Most of the problems with PT wood I believe is dust. You have to be very careful in cutting it and inhaling the dust. You would have to know what the exact chemicals in the other PT wood were to compare. But I think borates are probably safer (just guessing without knowing the other compounds). Here is the MSDS for borate treated wood (all manufactures I would think are similar). Find out the other wood chemical(s) and pull the MSDS for them. But this borate treated wood does not seem too bad. Borates are also used in swimming pools to buffer pH and control algae, but there are caution about drink the pool water (especially animals) if concentrations exceed 30ppm. I have always thought about using that new synthetic wood where PT is needed, it would certainly hold up as well if not better, but I'm not sure about off-gassing, etc of the plastics.

Edit: Found this...
Borates may be better
Not all pressure-treated lumber is copper-based. Borate-based treatments are also effective at stopping bugs, mold, and rot. Borate lumber treatments have low toxicity levels for people and pets. Borate taken into the body doesn't build up like heavy metals do; our bodies excrete what they don't need.
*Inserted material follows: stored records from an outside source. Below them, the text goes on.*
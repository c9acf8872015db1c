//! Voxel-wise statistical tests
//!
//! Every test variant implements [`StatisticalTest`]: it consumes a wild-type
//! and a mutant [`Population`] and produces a [`StatisticalResult`] of aligned
//! t-statistics, raw p-values and Benjamini-Hochberg q-values.
//!
//! Variants are selected from configuration through [`StatsMethod`] and built
//! into a [`TestVariant`]. Tuning constants (thresholds, chunk sizes) are passed
//! into each variant explicitly.

pub mod circular;
pub mod linear_model;
pub mod result;
pub mod solver;
pub mod ttest;
pub mod welch;
pub mod zscore;


pub use circular::CircularStatsTest;
pub use linear_model::LinearModelTest;
pub use result::{SpecimenResult, StatisticalResult};
pub use solver::{ExternalSolver, LinearModelSolver, OlsSolver, SolverRequest, SolverResponse};
pub use ttest::TwoSampleTTest;
pub use welch::welch_ttest;
pub use zscore::{AngularZScoreTest, OneAgainstManyZScoreTest, ZScoreTest};

use crate::error::Result;
use crate::masked::Population;
use serde::{Deserialize, Serialize};
use std::fmt;
use std::ops::Range;

/// Capability shared by every line-level test variant
pub trait StatisticalTest {
    /// Name used for output directories and file names
    fn name(&self) -> &'static str;

    /// Compare `mutant` against `wildtype` voxel by voxel
    fn run(&self, wildtype: &Population, mutant: &Population) -> Result<StatisticalResult>;
}

/// Test method selected by an analysis
#[derive(Debug, Clone, Copy, PartialEq, Eq, Serialize, Deserialize)]
#[serde(rename_all = "kebab-case")]
pub enum StatsMethod {
    #[serde(rename = "ttest")]
    TTest,
    LinearModel,
    Circular,
}

impl StatsMethod {
    /// Whether the method works on angles in degrees
    pub fn is_angular(self) -> bool {
        matches!(self, Self::Circular)
    }
}

impl fmt::Display for StatsMethod {
    fn fmt(&self, f: &mut fmt::Formatter<'_>) -> fmt::Result {
        match self {
            Self::TTest => write!(f, "ttest"),
            Self::LinearModel => write!(f, "linear-model"),
            Self::Circular => write!(f, "circular"),
        }
    }
}

/// A constructed test, dispatching to the selected variant
pub enum TestVariant {
    TTest(TwoSampleTTest),
    LinearModel(LinearModelTest),
    Circular(CircularStatsTest),
}

impl StatisticalTest for TestVariant {
    fn name(&self) -> &'static str {
        match self {
            Self::TTest(test) => test.name(),
            Self::LinearModel(test) => test.name(),
            Self::Circular(test) => test.name(),
        }
    }

    fn run(&self, wildtype: &Population, mutant: &Population) -> Result<StatisticalResult> {
        match self {
            Self::TTest(test) => test.run(wildtype, mutant),
            Self::LinearModel(test) => test.run(wildtype, mutant),
            Self::Circular(test) => test.run(wildtype, mutant),
        }
    }
}

/// Split `len` items into `parts` contiguous ranges whose sizes differ by at most one
///
/// The first `len % parts` ranges get the extra item (numpy `array_split`
/// sizing). Empty ranges are produced when `parts > len`.
pub fn split_ranges(len: usize, parts: usize) -> Vec<Range<usize>> {
    let parts = parts.max(1);
    let base = len / parts;
    let extra = len % parts;

    let mut ranges = Vec::with_capacity(parts);
    let mut start = 0;
    for i in 0..parts {
        let size = base + usize::from(i < extra);
        ranges.push(start..start + size);
        start += size;
    }
    ranges
}

/// Replace NaN with `sentinel`, leaving every other value untouched
pub(crate) fn replace_nan(values: &mut [f32], sentinel: f32) {
    for v in values.iter_mut().filter(|v| v.is_nan()) {
        *v = sentinel;
    }
}

/// Mean and variance of `values` with `ddof` delta degrees of freedom
///
/// Returns NaN variance when `values.len() <= ddof`.
pub(crate) fn mean_and_variance(values: &[f64], ddof: usize) -> (f64, f64) {
    let n = values.len();
    if n == 0 {
        return (f64::NAN, f64::NAN);
    }
    let mean = values.iter().sum::<f64>() / n as f64;
    if n <= ddof {
        return (mean, f64::NAN);
    }
    let ss: f64 = values.iter().map(|v| (v - mean).powi(2)).sum();
    (mean, ss / (n - ddof) as f64)
}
Borate pressure-treated wood has excellent to outstanding corrosion resistance to common metals, according to standards established by the AWPA. No special fasteners or flashings are required.

Lumber treated with disodium octaborate tetrahydrate (DOT) historically has been used in protected, not exposed, locations because borate leaches from wood when the wood gets wet.

But studies show that borate-treated lumber doesn't leach as much as its reputation suggests.

And borate treatments are getting better. Wood Treatment Products Inc. (www.eswoodtreatment.com) has developed a way to fix borate into lumber better. EnviroSafe Plus is the brand name of this turbo-borate, and it has tested well for borate retention, noncorrosiveness, fire suppression, and nontoxicity of smoke.

I would definitely go with borates over copper based if those were the 2 choices...
 
Well, the drywall is now completely gone from the wall. Happily, I didn't find any new mold, so I feel a lot better about leaving the other 3 walls with their original drywall on top.

Here's something that strikes me as REALLY WEIRD. I just got back from the Electrical supply store. I bought a 4-gang mudring, and a 6-gang box to screw it into. According to the guy who works there, there are mudrings to reduce a square box to single-gang, a 4-gang box to 3-gang, and a 6-gang box to 4-gang, but NO SUCH THING as a mudring to reduce a 3-gang box to 2-gang. Apparently, it's somehow legal to mount a pair of receptacles in a 4x4x1-1/2" box, even though logically it seems weird since every other scenario seems to involve an N-gang mudring over a N+{1..3}-gang box.